Available data
----
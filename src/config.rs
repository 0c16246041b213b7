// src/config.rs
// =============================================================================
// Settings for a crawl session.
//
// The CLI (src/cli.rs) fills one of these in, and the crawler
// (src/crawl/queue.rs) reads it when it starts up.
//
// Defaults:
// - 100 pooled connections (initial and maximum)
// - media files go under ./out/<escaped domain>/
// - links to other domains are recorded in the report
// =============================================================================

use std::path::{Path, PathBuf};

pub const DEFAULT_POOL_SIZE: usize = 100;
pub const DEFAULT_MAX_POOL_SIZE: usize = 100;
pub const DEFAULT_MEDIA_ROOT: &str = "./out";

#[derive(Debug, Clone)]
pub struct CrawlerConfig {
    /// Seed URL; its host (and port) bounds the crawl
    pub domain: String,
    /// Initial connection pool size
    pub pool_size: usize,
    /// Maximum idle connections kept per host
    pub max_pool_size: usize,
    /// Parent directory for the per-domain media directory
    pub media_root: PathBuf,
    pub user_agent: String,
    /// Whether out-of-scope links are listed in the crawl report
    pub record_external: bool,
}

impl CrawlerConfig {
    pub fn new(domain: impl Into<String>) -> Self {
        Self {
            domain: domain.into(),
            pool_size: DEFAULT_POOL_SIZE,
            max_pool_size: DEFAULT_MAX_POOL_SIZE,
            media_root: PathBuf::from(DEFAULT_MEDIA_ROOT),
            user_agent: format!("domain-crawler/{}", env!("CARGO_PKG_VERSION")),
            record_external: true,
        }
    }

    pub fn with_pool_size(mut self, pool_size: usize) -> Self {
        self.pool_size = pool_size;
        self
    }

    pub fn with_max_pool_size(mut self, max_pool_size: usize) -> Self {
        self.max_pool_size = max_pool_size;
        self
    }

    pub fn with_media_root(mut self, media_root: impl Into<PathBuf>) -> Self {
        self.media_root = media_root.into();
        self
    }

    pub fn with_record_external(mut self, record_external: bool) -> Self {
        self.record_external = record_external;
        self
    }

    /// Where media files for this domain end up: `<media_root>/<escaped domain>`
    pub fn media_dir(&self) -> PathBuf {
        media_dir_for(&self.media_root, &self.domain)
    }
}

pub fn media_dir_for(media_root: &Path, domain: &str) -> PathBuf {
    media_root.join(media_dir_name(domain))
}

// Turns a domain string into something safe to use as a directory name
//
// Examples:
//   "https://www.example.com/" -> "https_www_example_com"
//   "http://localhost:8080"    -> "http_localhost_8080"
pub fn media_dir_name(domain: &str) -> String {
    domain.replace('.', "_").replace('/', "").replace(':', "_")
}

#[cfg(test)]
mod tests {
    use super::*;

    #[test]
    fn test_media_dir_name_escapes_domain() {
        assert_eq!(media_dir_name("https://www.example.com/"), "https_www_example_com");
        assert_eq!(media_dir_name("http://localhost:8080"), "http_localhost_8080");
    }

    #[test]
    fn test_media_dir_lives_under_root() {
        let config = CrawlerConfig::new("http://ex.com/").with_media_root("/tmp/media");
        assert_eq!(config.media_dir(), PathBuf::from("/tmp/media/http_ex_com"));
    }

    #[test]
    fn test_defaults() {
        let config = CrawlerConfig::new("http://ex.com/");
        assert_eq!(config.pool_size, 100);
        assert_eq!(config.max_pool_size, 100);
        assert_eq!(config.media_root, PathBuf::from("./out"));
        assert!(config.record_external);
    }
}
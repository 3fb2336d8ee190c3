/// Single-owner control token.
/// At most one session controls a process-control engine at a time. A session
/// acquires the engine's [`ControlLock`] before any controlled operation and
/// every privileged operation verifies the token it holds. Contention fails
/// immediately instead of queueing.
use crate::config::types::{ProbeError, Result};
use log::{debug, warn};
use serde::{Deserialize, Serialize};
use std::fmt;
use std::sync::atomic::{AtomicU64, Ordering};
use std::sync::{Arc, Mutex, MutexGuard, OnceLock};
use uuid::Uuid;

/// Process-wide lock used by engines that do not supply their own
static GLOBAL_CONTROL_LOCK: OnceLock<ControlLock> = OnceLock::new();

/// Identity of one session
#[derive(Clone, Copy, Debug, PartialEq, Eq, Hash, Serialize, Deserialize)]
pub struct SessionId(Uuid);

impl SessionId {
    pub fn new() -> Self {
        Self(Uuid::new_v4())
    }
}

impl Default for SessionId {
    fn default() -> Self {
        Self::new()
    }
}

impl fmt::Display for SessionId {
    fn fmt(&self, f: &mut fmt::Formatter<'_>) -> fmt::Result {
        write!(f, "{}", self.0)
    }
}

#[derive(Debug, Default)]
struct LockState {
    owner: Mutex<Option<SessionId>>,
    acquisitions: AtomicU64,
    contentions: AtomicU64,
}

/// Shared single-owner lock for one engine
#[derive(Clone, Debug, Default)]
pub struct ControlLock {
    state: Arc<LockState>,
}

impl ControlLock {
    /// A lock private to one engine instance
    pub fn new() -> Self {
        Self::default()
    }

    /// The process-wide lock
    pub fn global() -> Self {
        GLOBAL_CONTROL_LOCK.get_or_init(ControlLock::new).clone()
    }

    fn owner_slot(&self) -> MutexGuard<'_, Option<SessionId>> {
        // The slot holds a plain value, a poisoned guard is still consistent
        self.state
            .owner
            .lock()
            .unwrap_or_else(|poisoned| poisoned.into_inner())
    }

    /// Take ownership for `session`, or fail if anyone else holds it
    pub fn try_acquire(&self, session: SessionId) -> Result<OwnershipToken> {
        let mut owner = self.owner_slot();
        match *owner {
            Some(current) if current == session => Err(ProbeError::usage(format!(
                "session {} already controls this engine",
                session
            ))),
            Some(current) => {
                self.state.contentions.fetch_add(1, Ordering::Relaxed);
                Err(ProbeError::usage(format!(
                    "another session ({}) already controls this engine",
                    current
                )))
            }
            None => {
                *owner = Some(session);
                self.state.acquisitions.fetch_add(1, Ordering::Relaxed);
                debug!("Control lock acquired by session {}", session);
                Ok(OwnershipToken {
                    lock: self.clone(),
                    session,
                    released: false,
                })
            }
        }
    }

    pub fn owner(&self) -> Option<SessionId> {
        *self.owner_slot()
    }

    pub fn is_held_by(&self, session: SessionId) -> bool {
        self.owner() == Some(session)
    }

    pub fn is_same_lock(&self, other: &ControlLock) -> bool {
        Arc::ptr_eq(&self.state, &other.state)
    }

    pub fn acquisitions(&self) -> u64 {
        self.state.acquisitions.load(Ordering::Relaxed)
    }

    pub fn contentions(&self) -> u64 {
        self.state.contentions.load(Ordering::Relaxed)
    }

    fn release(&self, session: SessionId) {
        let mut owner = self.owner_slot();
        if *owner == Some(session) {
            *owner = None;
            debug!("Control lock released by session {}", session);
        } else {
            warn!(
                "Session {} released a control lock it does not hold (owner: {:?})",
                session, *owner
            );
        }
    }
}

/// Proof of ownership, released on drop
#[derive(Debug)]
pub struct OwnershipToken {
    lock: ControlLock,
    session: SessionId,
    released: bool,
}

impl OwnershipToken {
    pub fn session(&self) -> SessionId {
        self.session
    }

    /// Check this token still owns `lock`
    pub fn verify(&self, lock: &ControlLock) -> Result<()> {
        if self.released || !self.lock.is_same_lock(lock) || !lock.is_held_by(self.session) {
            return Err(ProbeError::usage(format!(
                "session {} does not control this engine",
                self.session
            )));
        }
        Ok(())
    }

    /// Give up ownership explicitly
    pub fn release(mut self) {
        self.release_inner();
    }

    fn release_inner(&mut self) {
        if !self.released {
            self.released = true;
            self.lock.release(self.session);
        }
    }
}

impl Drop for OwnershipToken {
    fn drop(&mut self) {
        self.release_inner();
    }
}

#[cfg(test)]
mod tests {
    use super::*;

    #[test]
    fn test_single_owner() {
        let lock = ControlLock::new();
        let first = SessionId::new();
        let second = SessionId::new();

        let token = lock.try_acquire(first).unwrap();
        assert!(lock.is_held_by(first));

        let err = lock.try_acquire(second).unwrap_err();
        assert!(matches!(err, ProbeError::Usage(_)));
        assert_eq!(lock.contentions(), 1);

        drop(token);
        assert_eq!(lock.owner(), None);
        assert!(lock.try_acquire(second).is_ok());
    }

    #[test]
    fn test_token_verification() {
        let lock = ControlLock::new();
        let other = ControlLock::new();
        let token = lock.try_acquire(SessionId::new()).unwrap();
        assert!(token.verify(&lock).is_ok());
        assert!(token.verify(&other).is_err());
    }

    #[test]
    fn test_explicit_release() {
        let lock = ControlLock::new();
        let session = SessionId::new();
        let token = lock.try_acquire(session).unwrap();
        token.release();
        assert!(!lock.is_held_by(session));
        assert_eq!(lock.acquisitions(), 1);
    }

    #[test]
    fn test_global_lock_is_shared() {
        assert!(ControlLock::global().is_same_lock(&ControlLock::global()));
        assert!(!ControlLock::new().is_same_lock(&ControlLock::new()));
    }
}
----
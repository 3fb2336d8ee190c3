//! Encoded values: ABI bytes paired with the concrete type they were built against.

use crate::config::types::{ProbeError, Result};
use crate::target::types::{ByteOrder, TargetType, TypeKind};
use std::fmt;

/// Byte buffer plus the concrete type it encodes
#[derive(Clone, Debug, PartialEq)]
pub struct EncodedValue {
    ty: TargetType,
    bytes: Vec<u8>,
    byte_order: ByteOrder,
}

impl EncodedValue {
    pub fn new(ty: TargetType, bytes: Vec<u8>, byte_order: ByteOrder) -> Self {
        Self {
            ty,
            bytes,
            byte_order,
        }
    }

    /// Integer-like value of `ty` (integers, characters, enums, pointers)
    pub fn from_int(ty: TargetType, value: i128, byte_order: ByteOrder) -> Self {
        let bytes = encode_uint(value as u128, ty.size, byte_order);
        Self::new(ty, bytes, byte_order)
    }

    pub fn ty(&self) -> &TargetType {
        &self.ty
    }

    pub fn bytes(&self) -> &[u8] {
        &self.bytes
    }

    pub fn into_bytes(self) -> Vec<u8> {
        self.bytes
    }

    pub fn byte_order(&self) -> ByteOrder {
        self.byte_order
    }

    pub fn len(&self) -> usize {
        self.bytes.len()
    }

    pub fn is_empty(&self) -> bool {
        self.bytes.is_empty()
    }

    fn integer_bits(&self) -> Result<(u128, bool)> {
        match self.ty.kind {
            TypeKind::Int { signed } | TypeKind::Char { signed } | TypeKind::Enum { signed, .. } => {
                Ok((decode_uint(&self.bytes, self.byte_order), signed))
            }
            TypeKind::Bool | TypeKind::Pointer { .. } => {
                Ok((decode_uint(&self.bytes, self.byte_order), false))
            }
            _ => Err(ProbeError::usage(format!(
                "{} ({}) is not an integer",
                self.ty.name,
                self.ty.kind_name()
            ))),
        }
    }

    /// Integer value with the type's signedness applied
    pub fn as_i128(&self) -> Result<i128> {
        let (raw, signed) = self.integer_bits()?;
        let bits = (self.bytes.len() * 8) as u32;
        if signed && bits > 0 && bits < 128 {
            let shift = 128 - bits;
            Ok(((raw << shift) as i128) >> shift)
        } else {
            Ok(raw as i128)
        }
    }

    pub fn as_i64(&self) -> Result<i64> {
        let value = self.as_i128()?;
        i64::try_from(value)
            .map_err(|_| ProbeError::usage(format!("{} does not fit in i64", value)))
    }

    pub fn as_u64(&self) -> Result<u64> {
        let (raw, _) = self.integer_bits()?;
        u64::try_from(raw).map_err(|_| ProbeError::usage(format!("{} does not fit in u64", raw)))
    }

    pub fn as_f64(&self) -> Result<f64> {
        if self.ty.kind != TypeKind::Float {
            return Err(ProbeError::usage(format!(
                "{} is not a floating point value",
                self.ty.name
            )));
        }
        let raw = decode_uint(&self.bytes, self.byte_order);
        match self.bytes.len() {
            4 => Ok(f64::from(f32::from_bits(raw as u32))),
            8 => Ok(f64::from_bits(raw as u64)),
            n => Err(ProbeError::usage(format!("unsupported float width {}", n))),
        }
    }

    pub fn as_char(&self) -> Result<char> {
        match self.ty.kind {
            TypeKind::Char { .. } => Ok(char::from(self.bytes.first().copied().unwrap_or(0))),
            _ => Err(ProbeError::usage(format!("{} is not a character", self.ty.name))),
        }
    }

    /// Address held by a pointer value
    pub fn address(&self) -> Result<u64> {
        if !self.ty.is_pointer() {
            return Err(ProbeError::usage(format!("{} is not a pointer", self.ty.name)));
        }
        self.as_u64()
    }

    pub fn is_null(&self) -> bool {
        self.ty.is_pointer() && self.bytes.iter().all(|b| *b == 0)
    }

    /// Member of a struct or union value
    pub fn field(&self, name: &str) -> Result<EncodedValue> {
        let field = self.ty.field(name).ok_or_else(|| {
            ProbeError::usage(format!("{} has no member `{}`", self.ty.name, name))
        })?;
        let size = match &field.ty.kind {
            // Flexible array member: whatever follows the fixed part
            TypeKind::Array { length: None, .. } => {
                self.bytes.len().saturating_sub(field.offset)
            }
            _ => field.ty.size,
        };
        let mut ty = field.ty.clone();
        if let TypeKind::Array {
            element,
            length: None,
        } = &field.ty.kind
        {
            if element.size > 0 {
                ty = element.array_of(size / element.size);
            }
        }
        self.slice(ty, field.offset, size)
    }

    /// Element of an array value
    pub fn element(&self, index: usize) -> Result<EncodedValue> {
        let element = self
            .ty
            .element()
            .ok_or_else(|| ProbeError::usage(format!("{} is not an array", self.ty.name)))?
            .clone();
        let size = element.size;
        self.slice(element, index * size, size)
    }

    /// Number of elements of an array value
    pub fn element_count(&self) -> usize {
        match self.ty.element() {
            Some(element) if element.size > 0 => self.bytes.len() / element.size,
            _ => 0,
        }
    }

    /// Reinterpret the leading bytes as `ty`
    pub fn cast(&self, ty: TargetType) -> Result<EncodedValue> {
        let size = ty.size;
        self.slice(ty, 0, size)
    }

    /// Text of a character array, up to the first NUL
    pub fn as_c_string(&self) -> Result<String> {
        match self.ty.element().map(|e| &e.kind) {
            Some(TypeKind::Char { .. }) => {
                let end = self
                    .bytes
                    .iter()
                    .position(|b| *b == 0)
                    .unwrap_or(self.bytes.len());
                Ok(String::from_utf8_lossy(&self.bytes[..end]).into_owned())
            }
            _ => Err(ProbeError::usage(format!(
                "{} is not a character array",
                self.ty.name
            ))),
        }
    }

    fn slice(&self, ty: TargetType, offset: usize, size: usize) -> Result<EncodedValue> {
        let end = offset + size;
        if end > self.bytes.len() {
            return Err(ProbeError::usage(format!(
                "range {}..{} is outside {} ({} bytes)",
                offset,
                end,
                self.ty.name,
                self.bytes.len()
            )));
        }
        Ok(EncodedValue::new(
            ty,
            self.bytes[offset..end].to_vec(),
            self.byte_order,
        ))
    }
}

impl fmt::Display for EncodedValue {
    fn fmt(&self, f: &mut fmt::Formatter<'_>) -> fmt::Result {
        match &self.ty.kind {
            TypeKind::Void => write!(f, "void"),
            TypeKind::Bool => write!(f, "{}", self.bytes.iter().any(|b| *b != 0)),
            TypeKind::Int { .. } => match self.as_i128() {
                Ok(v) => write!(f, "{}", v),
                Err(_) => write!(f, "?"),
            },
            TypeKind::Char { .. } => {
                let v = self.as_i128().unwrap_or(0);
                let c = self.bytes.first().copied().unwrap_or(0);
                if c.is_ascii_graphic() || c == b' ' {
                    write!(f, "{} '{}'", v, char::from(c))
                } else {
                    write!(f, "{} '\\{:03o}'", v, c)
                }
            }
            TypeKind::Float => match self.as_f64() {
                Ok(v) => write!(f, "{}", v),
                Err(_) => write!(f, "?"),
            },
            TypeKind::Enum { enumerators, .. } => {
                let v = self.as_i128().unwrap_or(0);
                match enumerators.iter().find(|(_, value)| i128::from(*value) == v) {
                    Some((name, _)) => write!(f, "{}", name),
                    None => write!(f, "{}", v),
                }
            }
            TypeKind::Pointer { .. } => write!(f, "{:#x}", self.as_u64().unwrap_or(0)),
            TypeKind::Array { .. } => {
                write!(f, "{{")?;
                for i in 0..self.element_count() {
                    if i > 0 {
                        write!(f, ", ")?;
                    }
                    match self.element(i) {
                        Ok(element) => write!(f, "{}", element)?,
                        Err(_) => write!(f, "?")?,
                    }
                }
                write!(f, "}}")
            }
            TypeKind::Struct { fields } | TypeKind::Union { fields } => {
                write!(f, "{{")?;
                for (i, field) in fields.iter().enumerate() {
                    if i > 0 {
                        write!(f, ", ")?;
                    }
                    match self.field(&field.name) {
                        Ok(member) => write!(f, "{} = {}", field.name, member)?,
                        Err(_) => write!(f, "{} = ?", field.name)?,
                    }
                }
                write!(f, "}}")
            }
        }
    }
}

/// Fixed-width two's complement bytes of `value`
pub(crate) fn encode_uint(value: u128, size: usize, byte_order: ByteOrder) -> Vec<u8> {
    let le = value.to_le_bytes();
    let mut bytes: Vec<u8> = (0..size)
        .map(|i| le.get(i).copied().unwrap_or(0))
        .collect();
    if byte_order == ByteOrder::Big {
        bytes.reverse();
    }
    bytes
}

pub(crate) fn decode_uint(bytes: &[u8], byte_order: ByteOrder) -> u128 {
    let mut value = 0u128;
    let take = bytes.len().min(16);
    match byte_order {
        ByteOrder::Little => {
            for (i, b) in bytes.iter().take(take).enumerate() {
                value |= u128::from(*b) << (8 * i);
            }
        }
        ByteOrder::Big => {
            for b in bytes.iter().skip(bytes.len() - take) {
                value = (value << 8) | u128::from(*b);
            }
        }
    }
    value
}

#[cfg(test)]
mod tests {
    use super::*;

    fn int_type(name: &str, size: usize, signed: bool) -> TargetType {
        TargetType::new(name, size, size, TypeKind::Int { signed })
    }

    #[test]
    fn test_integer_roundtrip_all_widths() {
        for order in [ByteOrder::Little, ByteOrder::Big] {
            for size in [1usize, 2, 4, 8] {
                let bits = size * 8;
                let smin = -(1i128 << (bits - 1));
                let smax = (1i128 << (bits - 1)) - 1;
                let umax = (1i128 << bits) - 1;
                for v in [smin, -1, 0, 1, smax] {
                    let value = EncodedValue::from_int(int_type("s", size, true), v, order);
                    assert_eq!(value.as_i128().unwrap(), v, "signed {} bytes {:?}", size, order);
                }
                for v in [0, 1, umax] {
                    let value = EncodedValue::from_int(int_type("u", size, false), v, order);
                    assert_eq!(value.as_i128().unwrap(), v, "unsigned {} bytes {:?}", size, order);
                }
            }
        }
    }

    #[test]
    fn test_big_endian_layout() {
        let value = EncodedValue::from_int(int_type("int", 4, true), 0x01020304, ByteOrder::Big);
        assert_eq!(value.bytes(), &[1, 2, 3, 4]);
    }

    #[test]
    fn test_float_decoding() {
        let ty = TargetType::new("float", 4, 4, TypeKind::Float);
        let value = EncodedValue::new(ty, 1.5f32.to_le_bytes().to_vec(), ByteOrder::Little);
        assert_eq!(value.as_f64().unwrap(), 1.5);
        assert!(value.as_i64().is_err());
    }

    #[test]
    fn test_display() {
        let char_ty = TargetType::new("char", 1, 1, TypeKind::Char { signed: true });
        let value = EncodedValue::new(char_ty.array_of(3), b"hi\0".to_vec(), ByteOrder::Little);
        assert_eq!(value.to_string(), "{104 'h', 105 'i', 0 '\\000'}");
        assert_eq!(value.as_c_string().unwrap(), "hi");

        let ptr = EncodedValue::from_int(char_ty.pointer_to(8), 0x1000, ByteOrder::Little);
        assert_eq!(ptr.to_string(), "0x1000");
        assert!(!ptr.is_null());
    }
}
----
What you are asked to do
All that is wanted is a faithful reproduction of the line above with "filename src/config.rs", the line with "(initial and maximum)", and every line in between.

Written answer
filename src/config.rs
repository 0c16246041b213b7
// src/config.rs
// =============================================================================
// Settings for a crawl session.
//
// The CLI (src/cli.rs) fills one of these in, and the crawler
// (src/crawl/queue.rs) reads it when it starts up.
//
// Defaults:
// - 100 pooled connections (initial and maximum)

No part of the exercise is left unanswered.